Assignment: Please report how many lines in these records contain the string "that", and give nothing besides the number.

Input for this task Block Start

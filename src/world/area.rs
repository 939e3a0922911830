//! One room: scenery, an enemy roster, trigger boxes, and the area menu.
//!
//! Actors only queue events while they are updated. Once the player and
//! every enemy have moved, the area drains the queues and feeds them to its
//! trigger boxes, so trigger actions never see a roster mid-iteration.
//! Actions that leave the area are handed back to the session as
//! [`AreaRequest`]s.

use bevy::log::{debug, info, warn};
use bevy::math::Vec2;

use super::collision::CollisionView;
use super::data::{DataRegistry, MusicDef};
use super::error::DataLoadError;
use super::scenery::{Scenery, Structure, Tile};
use super::session::SessionFlags;
use super::triggers::{EntityKind, SpawnSpec, TriggerAction, TriggerBox, TriggerGuard};
use crate::combat::Actor;
use crate::core::{ActorEvent, InputSnapshot, Notice, RectF};
use crate::enemies::Enemy;
use crate::player::{Player, PlayerFrame};
use crate::rendering::Canvas;
use crate::ui::OverlayMenu;

/// Something only the session can carry out.
#[derive(Debug, Clone, PartialEq)]
pub enum AreaRequest {
    /// Move the player to `position` in area `area`.
    Transition { area: String, position: Vec2 },
    /// Throw everything away and start over.
    NewGame,
}

/// Every enemy is dead or within one unit of where it spawned.
pub fn room_cleared(enemies: &[Enemy]) -> bool {
    enemies
        .iter()
        .all(|enemy| enemy.actor.is_dead() || enemy.is_home())
}

fn guard_allows(guard: TriggerGuard, enemies: &[Enemy]) -> bool {
    match guard {
        TriggerGuard::Always => true,
        TriggerGuard::RoomCleared => room_cleared(enemies),
    }
}

#[derive(Debug, Clone)]
pub struct Area {
    id: String,
    instance: u64,
    menu: OverlayMenu,
    paused: bool,
    scenery: Vec<Scenery>,
    enemies: Vec<Enemy>,
    triggers: Vec<TriggerBox>,
    music: Option<MusicDef>,
    viewport: RectF,
}

impl Area {
    /// Build area `id` around `player`. Fails if any referenced record is
    /// missing; nothing is kept from a failed load.
    pub fn load(
        id: &str,
        instance: u64,
        registry: &DataRegistry,
        player: &Player,
        viewport: RectF,
    ) -> Result<Self, DataLoadError> {
        let def = registry.area(id)?;

        let mut scenery = Vec::with_capacity(def.tiles.len() + def.structures.len());
        for placement in &def.tiles {
            scenery.push(Scenery::Tile(Tile::load(placement, registry)?));
        }
        for placement in &def.structures {
            scenery.push(Scenery::Structure(Structure::load(placement, registry)?));
        }

        let mut area = Self {
            id: id.to_string(),
            instance,
            menu: OverlayMenu::new(def.menu.clone()),
            paused: false,
            scenery,
            enemies: Vec::new(),
            triggers: Vec::new(),
            music: def.music.clone(),
            viewport,
        };

        for spec in &def.entities {
            area.spawn(spec, false, registry, Some(player.bounds()))?;
        }

        for trigger in &def.triggers {
            let mut trigger = TriggerBox::new(trigger.rect, trigger.action.clone(), trigger.guard);
            trigger.subscribe(player.name());
            area.triggers.push(trigger);
        }

        info!(
            "Built area '{}' (#{}): {} scenery, {} enemies, {} triggers",
            area.id,
            instance,
            area.scenery.len(),
            area.enemies.len(),
            area.triggers.len()
        );
        Ok(area)
    }

    pub fn id(&self) -> &str {
        &self.id
    }

    /// Identity of this build of the area; a cached area keeps its number.
    pub fn instance(&self) -> u64 {
        self.instance
    }

    pub fn menu(&self) -> &OverlayMenu {
        &self.menu
    }

    pub fn is_paused(&self) -> bool {
        self.paused
    }

    pub fn music(&self) -> Option<&MusicDef> {
        self.music.as_ref()
    }

    pub fn viewport(&self) -> RectF {
        self.viewport
    }

    pub fn scenery(&self) -> &[Scenery] {
        &self.scenery
    }

    pub fn enemies(&self) -> &[Enemy] {
        &self.enemies
    }

    pub fn enemies_mut(&mut self) -> &mut [Enemy] {
        &mut self.enemies
    }

    pub fn triggers(&self) -> &[TriggerBox] {
        &self.triggers
    }

    /// Collision view for a subject; pass the player's bounds unless the
    /// subject is the player.
    pub fn collision_view(&self, player: Option<RectF>) -> CollisionView<'_> {
        CollisionView::new(self.viewport, &self.scenery, &self.enemies, player)
    }

    /// Whether `subject` moved by `offset` would be free of collisions.
    pub fn check_collision(&self, subject: &Actor, offset: Vec2, player: &Player) -> bool {
        let player_bounds = (subject.name() != player.name()).then(|| player.bounds());
        self.collision_view(player_bounds).is_clear(subject, offset)
    }

    pub fn room_cleared(&self) -> bool {
        room_cleared(&self.enemies)
    }

    /// Run one tick. Enemies sit still while the area is paused; the player
    /// and the menu always update. `previous` is the input of the tick
    /// before, whichever area it was played in.
    pub fn update(
        &mut self,
        player: &mut Player,
        input: &InputSnapshot,
        previous: &InputSnapshot,
        flags: &mut SessionFlags,
        registry: &DataRegistry,
    ) -> Result<Vec<AreaRequest>, DataLoadError> {
        let mut requests = Vec::new();

        if !self.paused {
            let player_bounds = player.bounds();
            for index in 0..self.enemies.len() {
                let (before, rest) = self.enemies.split_at_mut(index);
                let Some((enemy, after)) = rest.split_first_mut() else {
                    continue;
                };
                let view = CollisionView {
                    viewport: self.viewport,
                    scenery: &self.scenery,
                    enemies: [&*before, &*after],
                    player: Some(player_bounds),
                };
                enemy.update(&mut player.actor, &view);
            }
        }

        let request = player.update(PlayerFrame {
            input,
            previous,
            menu: &mut self.menu,
            paused: &mut self.paused,
            enemies: &mut self.enemies,
            scenery: &self.scenery,
            viewport: self.viewport,
            flags,
            registry,
        });
        requests.extend(request);
        self.menu.update();

        self.deliver_events(player, registry, &mut requests)?;
        Ok(requests)
    }

    /// Drain every actor's outbox, enemies first, and run whatever the
    /// trigger boxes fire.
    fn deliver_events(
        &mut self,
        player: &mut Player,
        registry: &DataRegistry,
        requests: &mut Vec<AreaRequest>,
    ) -> Result<(), DataLoadError> {
        let mut notices = Vec::new();
        for actor in self
            .enemies
            .iter_mut()
            .map(|enemy| &mut enemy.actor)
            .chain(std::iter::once(&mut player.actor))
        {
            let name = actor.name().to_string();
            notices.extend(actor.drain_events().into_iter().map(|event| Notice {
                actor: name.clone(),
                event,
            }));
        }

        for notice in notices {
            if notice.event == ActorEvent::Died {
                for trigger in &mut self.triggers {
                    trigger.detach(&notice.actor);
                }
                continue;
            }
            let Some(projected) = notice.event.projected_bounds() else {
                continue;
            };

            let enemies = &self.enemies;
            let fired: Vec<TriggerAction> = self
                .triggers
                .iter_mut()
                .filter_map(|trigger| {
                    trigger.observe(&notice.actor, projected, |guard| guard_allows(guard, enemies))
                })
                .collect();

            for action in fired {
                self.run_action(action, player, registry, requests)?;
            }
        }
        Ok(())
    }

    fn run_action(
        &mut self,
        action: TriggerAction,
        player: &Player,
        registry: &DataRegistry,
        requests: &mut Vec<AreaRequest>,
    ) -> Result<(), DataLoadError> {
        debug!("Area '{}': trigger fired: {:?}", self.id, action);
        match action {
            TriggerAction::AdvanceArea { area, position } => {
                if self.room_cleared() {
                    requests.push(AreaRequest::Transition { area, position });
                } else {
                    debug!("Exit to '{}' held: room not cleared", area);
                }
            }
            TriggerAction::SpawnEntity(spec) => {
                self.spawn(&spec, true, registry, Some(player.bounds()))?;
            }
        }
        Ok(())
    }

    /// Spawn an enemy from `spec` unless it would overlap something.
    ///
    /// The new enemy is named after the prefix plus the number of enemies
    /// already sharing that prefix and kind. With `capped` set, nothing
    /// spawns once that number reaches `spec.max`. Returns whether an enemy
    /// was added.
    pub fn spawn(
        &mut self,
        spec: &SpawnSpec,
        capped: bool,
        registry: &DataRegistry,
        player: Option<RectF>,
    ) -> Result<bool, DataLoadError> {
        if spec.kind != EntityKind::Enemy {
            warn!(
                "Area '{}': cannot spawn {:?} '{}', only enemies are supported",
                self.id, spec.kind, spec.entity
            );
            return Ok(false);
        }

        let count = self
            .enemies
            .iter()
            .filter(|enemy| {
                enemy.actor.name().contains(spec.name.as_str()) && enemy.actor.kind_id() == spec.entity
            })
            .count();
        if capped && count >= spec.max {
            debug!("Area '{}': '{}' already at {} of {}", self.id, spec.name, count, spec.max);
            return Ok(false);
        }

        let name = format!("{}{}", spec.name, count);
        let enemy = Enemy::spawn(
            name,
            &spec.entity,
            spec.position,
            spec.direction,
            spec.limit,
            registry,
        )?;
        if !self.collision_view(player).is_clear(&enemy.actor, Vec2::ZERO) {
            debug!("Area '{}': spawn of '{}' blocked", self.id, enemy.actor.name());
            return Ok(false);
        }

        info!("Area '{}': spawned '{}'", self.id, enemy.actor.name());
        self.enemies.push(enemy);
        Ok(true)
    }

    pub fn unload_triggers(&mut self, persist: bool) {
        for trigger in &mut self.triggers {
            trigger.unload(persist);
        }
    }

    pub fn reload_triggers(&mut self, restore: bool) {
        for trigger in &mut self.triggers {
            trigger.load(restore);
        }
    }

    /// Paint order: scenery, enemies, debug trigger boxes, the player, then
    /// the area menu.
    pub fn draw(&self, canvas: &mut dyn Canvas, player: &Player, debug: bool) {
        for element in &self.scenery {
            element.draw(canvas);
        }
        for enemy in &self.enemies {
            enemy.actor.draw(canvas, debug);
        }
        if debug {
            for trigger in &self.triggers {
                trigger.draw_debug(canvas);
            }
        }
        player.draw(canvas, self.viewport, debug);
        self.menu.draw(canvas, self.viewport);
    }
}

Input for this task Block End

Reply to the exercise: 3